Mittwoch, 8. Januar 2014

Protestkultur im Fadenkreuz

Sie sind nackt, sie sind laut, sie schlafen in Parks, besetzen Plätze, drängen sich in Fernsehshows, brüskieren Gläubige und versuchen fortwährend, in die Medien zu gelangen. Berufsprotestlerinnen wie die Femen-Frauen, die Pussy-Riot-Sängerinnen oder auch die NSU-Vorsitzende Beate Zschäpe wollen nicht gerettet werden und sind mit sich selbst im Reinen. Ihr Ziel ist immer eine Monokultur aus Scheinwerfern und Kameras, über die sie ihre Botschaften verbreiten können. Im Interview mit PPQ spricht die Protestforscherin Sandra Fausch über das Persönlichkeitsbild von Frauen, die aus politischen Motiven protestieren.

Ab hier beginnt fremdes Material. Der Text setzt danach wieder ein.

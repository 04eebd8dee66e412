//! # Sale Commands
//!
//! Recording, reading, reversing and replacing sales, plus summaries and
//! receipts.
//!
//! ## Sale Lifecycle
//! ```text
//! ┌─────────────────────────────────────────────────────────────────────────┐
//! │                                                                         │
//! │  record_sale ──► Sale (snapshot of price + rates + amounts)            │
//! │                    │                                                    │
//! │                    ├──► get_sale / get_receipt   (read forever)        │
//! │                    │                                                    │
//! │                    ├──► reverse_sale  ──► SaleReversal (append-only)   │
//! │                    │                                                    │
//! │                    └──► replace_sale  ──► SaleReversal + new Sale      │
//! │                                           (one transaction)            │
//! └─────────────────────────────────────────────────────────────────────────┘
//! ```

use chrono::{DateTime, Utc};
use serde::{Deserialize, Serialize};
use tracing::{debug, info};

use super::{checked_id, IdArgs};
use crate::error::ApiResult;
use crate::state::AppState;
use till_core::{CoreError, Receipt, Sale, SaleFilter, SaleReversal, SalesSummary};

// =============================================================================
// DTOs
// =============================================================================

/// Sale DTO. Amounts are decimal strings taken from the stored snapshot.
#[derive(Debug, Clone, PartialEq, Eq, Serialize)]
#[serde(rename_all = "camelCase")]
pub struct SaleDto {
    pub id: i64,
    pub receipt_number: String,
    pub product_id: i64,
    pub product_name: String,
    pub quantity: i64,
    pub unit_price: String,
    pub cgst_rate: String,
    pub sgst_rate: String,
    pub subtotal: String,
    pub cgst: String,
    pub sgst: String,
    pub line_total: String,
    pub line_total_cents: i64,
    pub sold_at: String,
}

impl From<Sale> for SaleDto {
    fn from(s: Sale) -> Self {
        SaleDto {
            id: s.id,
            receipt_number: s.receipt_number(),
            product_id: s.product_id,
            quantity: s.quantity,
            unit_price: s.unit_price().to_string(),
            cgst_rate: s.cgst_rate().to_string(),
            sgst_rate: s.sgst_rate().to_string(),
            subtotal: s.subtotal().to_string(),
            cgst: s.cgst().to_string(),
            sgst: s.sgst().to_string(),
            line_total: s.line_total().to_string(),
            line_total_cents: s.line_total_cents,
            sold_at: s.sold_at.to_rfc3339(),
            product_name: s.product_name,
        }
    }
}

#[derive(Debug, Clone, PartialEq, Eq, Serialize)]
#[serde(rename_all = "camelCase")]
pub struct ReversalDto {
    pub id: i64,
    pub sale_id: i64,
    pub reason: Option<String>,
    pub reversed_at: String,
}

impl From<SaleReversal> for ReversalDto {
    fn from(r: SaleReversal) -> Self {
        ReversalDto {
            id: r.id,
            sale_id: r.sale_id,
            reason: r.reason,
            reversed_at: r.reversed_at.to_rfc3339(),
        }
    }
}

/// A sale together with its reversal, if any.
#[derive(Debug, Clone, PartialEq, Eq, Serialize)]
#[serde(rename_all = "camelCase")]
pub struct SaleDetailDto {
    #[serde(flatten)]
    pub sale: SaleDto,
    pub reversal: Option<ReversalDto>,
}

#[derive(Debug, Clone, PartialEq, Eq, Serialize)]
#[serde(rename_all = "camelCase")]
pub struct ReplacementDto {
    pub reversal: ReversalDto,
    pub sale: SaleDto,
}

#[derive(Debug, Clone, PartialEq, Eq, Serialize)]
#[serde(rename_all = "camelCase")]
pub struct SummaryDto {
    pub sale_count: i64,
    pub reversed_count: i64,
    pub net_count: i64,
    pub subtotal: String,
    pub cgst: String,
    pub sgst: String,
    pub total: String,
}

impl From<SalesSummary> for SummaryDto {
    fn from(s: SalesSummary) -> Self {
        SummaryDto {
            sale_count: s.sale_count,
            reversed_count: s.reversed_count,
            net_count: s.net_count(),
            subtotal: till_core::Money::from_cents(s.subtotal_cents).to_string(),
            cgst: till_core::Money::from_cents(s.cgst_cents).to_string(),
            sgst: till_core::Money::from_cents(s.sgst_cents).to_string(),
            total: s.total().to_string(),
        }
    }
}

/// Receipt DTO: the structured receipt plus its printable text.
#[derive(Debug, Clone, PartialEq, Eq, Serialize)]
#[serde(rename_all = "camelCase")]
pub struct ReceiptDto {
    pub receipt_number: String,
    pub sale_id: i64,
    pub total: String,
    pub text: String,
    pub receipt: Receipt,
}

impl From<Receipt> for ReceiptDto {
    fn from(receipt: Receipt) -> Self {
        ReceiptDto {
            receipt_number: receipt.receipt_number.clone(),
            sale_id: receipt.sale_id,
            total: receipt.total.to_string(),
            text: receipt.render_text(),
            receipt,
        }
    }
}

// =============================================================================
// Arguments
// =============================================================================

#[derive(Debug, Clone, Copy, Deserialize)]
#[serde(rename_all = "camelCase")]
pub struct RecordSaleArgs {
    pub product_id: i64,
    pub quantity: i64,
}

#[derive(Debug, Clone, Deserialize)]
#[serde(rename_all = "camelCase")]
pub struct ReverseSaleArgs {
    pub id: i64,
    #[serde(default)]
    pub reason: Option<String>,
}

#[derive(Debug, Clone, Copy, Deserialize)]
#[serde(rename_all = "camelCase")]
pub struct ReplaceSaleArgs {
    pub id: i64,
    pub product_id: i64,
    pub quantity: i64,
}

/// Window and filters for `list_sales` / `sales_summary`.
/// `from` is inclusive, `to` exclusive, both RFC 3339.
#[derive(Debug, Clone, Copy, Default, Deserialize)]
#[serde(rename_all = "camelCase", default)]
pub struct SaleQueryArgs {
    pub from: Option<DateTime<Utc>>,
    pub to: Option<DateTime<Utc>>,
    pub product_id: Option<i64>,
    pub exclude_reversed: bool,
}

impl From<SaleQueryArgs> for SaleFilter {
    fn from(args: SaleQueryArgs) -> Self {
        SaleFilter {
            from: args.from,
            to: args.to,
            product_id: args.product_id,
            exclude_reversed: args.exclude_reversed,
        }
    }
}

// =============================================================================
// Commands
// =============================================================================

/// Records a sale at the product's current catalog price.
pub async fn record_sale(state: &AppState, args: RecordSaleArgs) -> ApiResult<SaleDto> {
    debug!(product_id = args.product_id, quantity = args.quantity, "record_sale command");

    let sale = state
        .db
        .sales()
        .record_sale(checked_id("productId", args.product_id)?, args.quantity)
        .await?;

    info!(sale_id = sale.id, line_total = %sale.line_total(), "Sale recorded");
    Ok(sale.into())
}

/// Gets a sale and its reversal.
pub async fn get_sale(state: &AppState, args: IdArgs) -> ApiResult<SaleDetailDto> {
    debug!(id = args.id, "get_sale command");
    let id = args.checked()?;

    let sales = state.db.sales();
    let sale = sales
        .get_by_id(id)
        .await?
        .ok_or(CoreError::SaleNotFound(id))?;
    let reversal = sales.get_reversal(id).await?;

    Ok(SaleDetailDto {
        sale: sale.into(),
        reversal: reversal.map(ReversalDto::from),
    })
}

/// Lists sales in `sold_at` order.
pub async fn list_sales(state: &AppState, args: SaleQueryArgs) -> ApiResult<Vec<SaleDto>> {
    debug!(?args, "list_sales command");

    let sales = state.db.sales().list_sales(&args.into()).await?;
    Ok(sales.into_iter().map(SaleDto::from).collect())
}

/// Totals over the window. Reversed sales are counted but not summed.
pub async fn sales_summary(state: &AppState, args: SaleQueryArgs) -> ApiResult<SummaryDto> {
    debug!(?args, "sales_summary command");

    let summary = state.db.sales().summary(&args.into()).await?;
    Ok(summary.into())
}

pub async fn reverse_sale(state: &AppState, args: ReverseSaleArgs) -> ApiResult<ReversalDto> {
    debug!(id = args.id, "reverse_sale command");

    let reversal = state
        .db
        .sales()
        .reverse_sale(checked_id("id", args.id)?, args.reason.as_deref())
        .await?;
    Ok(reversal.into())
}

/// Reverses a sale and records its replacement atomically.
pub async fn replace_sale(state: &AppState, args: ReplaceSaleArgs) -> ApiResult<ReplacementDto> {
    debug!(id = args.id, product_id = args.product_id, "replace_sale command");

    let id = checked_id("id", args.id)?;
    let product_id = checked_id("productId", args.product_id)?;
    let (reversal, sale) = state
        .db
        .sales()
        .replace_sale(id, product_id, args.quantity)
        .await?;

    Ok(ReplacementDto {
        reversal: reversal.into(),
        sale: sale.into(),
    })
}

pub async fn get_receipt(state: &AppState, args: IdArgs) -> ApiResult<ReceiptDto> {
    debug!(id = args.id, "get_receipt command");
    let id = args.checked()?;

    let receipt = state.db.receipts().render(id).await?;
    Ok(receipt.into())
}

// =============================================================================
// Unit Tests
// =============================================================================

#[cfg(test)]
mod tests {
    use super::*;
    use crate::commands::product::{create_product, ProductInput};
    use crate::error::ErrorCode;
    use till_db::{Database, DbConfig};

    async fn state_with_coffee() -> (AppState, i64) {
        let state = AppState::new(Database::new(DbConfig::in_memory()).await.unwrap());
        let coffee = create_product(
            &state,
            ProductInput {
                name: "Coffee".to_string(),
                description: None,
                price: "100".to_string(),
                cgst_rate: "5".to_string(),
                sgst_rate: "5".to_string(),
            },
        )
        .await
        .unwrap();
        (state, coffee.id)
    }

    #[tokio::test]
    async fn test_coffee_sale_amounts() {
        let (state, coffee) = state_with_coffee().await;
        let sale = record_sale(
            &state,
            RecordSaleArgs {
                product_id: coffee,
                quantity: 3,
            },
        )
        .await
        .unwrap();

        assert_eq!(sale.subtotal, "300.00");
        assert_eq!(sale.cgst, "15.00");
        assert_eq!(sale.sgst, "15.00");
        assert_eq!(sale.line_total, "330.00");
        assert_eq!(sale.receipt_number, format!("S-{:06}", sale.id));
    }

    #[tokio::test]
    async fn test_missing_product_and_zero_quantity() {
        let (state, coffee) = state_with_coffee().await;

        let err = record_sale(
            &state,
            RecordSaleArgs {
                product_id: 999,
                quantity: 1,
            },
        )
        .await
        .unwrap_err();
        assert_eq!(err.code, ErrorCode::NotFound);

        let err = record_sale(
            &state,
            RecordSaleArgs {
                product_id: coffee,
                quantity: 0,
            },
        )
        .await
        .unwrap_err();
        assert_eq!(err.code, ErrorCode::InvalidInput);

        let summary = sales_summary(&state, SaleQueryArgs::default()).await.unwrap();
        assert_eq!(summary.sale_count, 0);
    }

    #[tokio::test]
    async fn test_reverse_then_summary_and_detail() {
        let (state, coffee) = state_with_coffee().await;
        let kept = record_sale(&state, RecordSaleArgs { product_id: coffee, quantity: 1 })
            .await
            .unwrap();
        let voided = record_sale(&state, RecordSaleArgs { product_id: coffee, quantity: 2 })
            .await
            .unwrap();

        reverse_sale(
            &state,
            ReverseSaleArgs {
                id: voided.id,
                reason: Some("customer changed mind".to_string()),
            },
        )
        .await
        .unwrap();

        let summary = sales_summary(&state, SaleQueryArgs::default()).await.unwrap();
        assert_eq!(summary.sale_count, 2);
        assert_eq!(summary.reversed_count, 1);
        assert_eq!(summary.net_count, 1);
        assert_eq!(summary.total, kept.line_total);

        let detail = get_sale(&state, IdArgs { id: voided.id }).await.unwrap();
        assert_eq!(
            detail.reversal.unwrap().reason.as_deref(),
            Some("customer changed mind")
        );

        let listed = list_sales(
            &state,
            SaleQueryArgs {
                exclude_reversed: true,
                ..Default::default()
            },
        )
        .await
        .unwrap();
        assert_eq!(listed, vec![kept]);
    }

    #[tokio::test]
    async fn test_replace_and_receipt() {
        let (state, coffee) = state_with_coffee().await;
        let original = record_sale(&state, RecordSaleArgs { product_id: coffee, quantity: 1 })
            .await
            .unwrap();

        let replaced = replace_sale(
            &state,
            ReplaceSaleArgs {
                id: original.id,
                product_id: coffee,
                quantity: 3,
            },
        )
        .await
        .unwrap();
        assert_eq!(replaced.reversal.sale_id, original.id);
        assert_eq!(replaced.sale.line_total, "330.00");

        let receipt = get_receipt(&state, IdArgs { id: replaced.sale.id }).await.unwrap();
        assert_eq!(receipt.total, "330.00");
        assert!(receipt.text.contains(&receipt.receipt_number));

        let err = get_receipt(&state, IdArgs { id: 404 }).await.unwrap_err();
        assert_eq!(err.status, 404);
    }
}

Ob Josephine Witt, Beate Zschäpe oder Nadeshda Tolokonnikowa - die bekanntesten Medienprotestlerinnen der Neuzeit machen einen alles andere als unsicheren Eindruck. Sie treten im Gerichtssaal gepflegt auf, halten an ihren Überzeugungen fest und zeigen von Reue keine Spur.

Stellt sich die Frage: Warum eigentlich? Wie können Frauen, die Morde unterstützt, Gläubige beleidigt und Medien missbraucht haben, so zufrieden aussehen? Und: Was sind das für Menschen?

Über diese und ähnliche Fragen haben wir mit Sandra Fausch gesprochen. Sie ist Politikwissenschaftlerin mit dem Schwerpunkt Protest-Forschung. Zusammen mit Winni Peters hat sie das Buch „Prost Protest“ herausgebracht. Zurzeit promoviert sie an der Universität Saalefeld in Thüringen.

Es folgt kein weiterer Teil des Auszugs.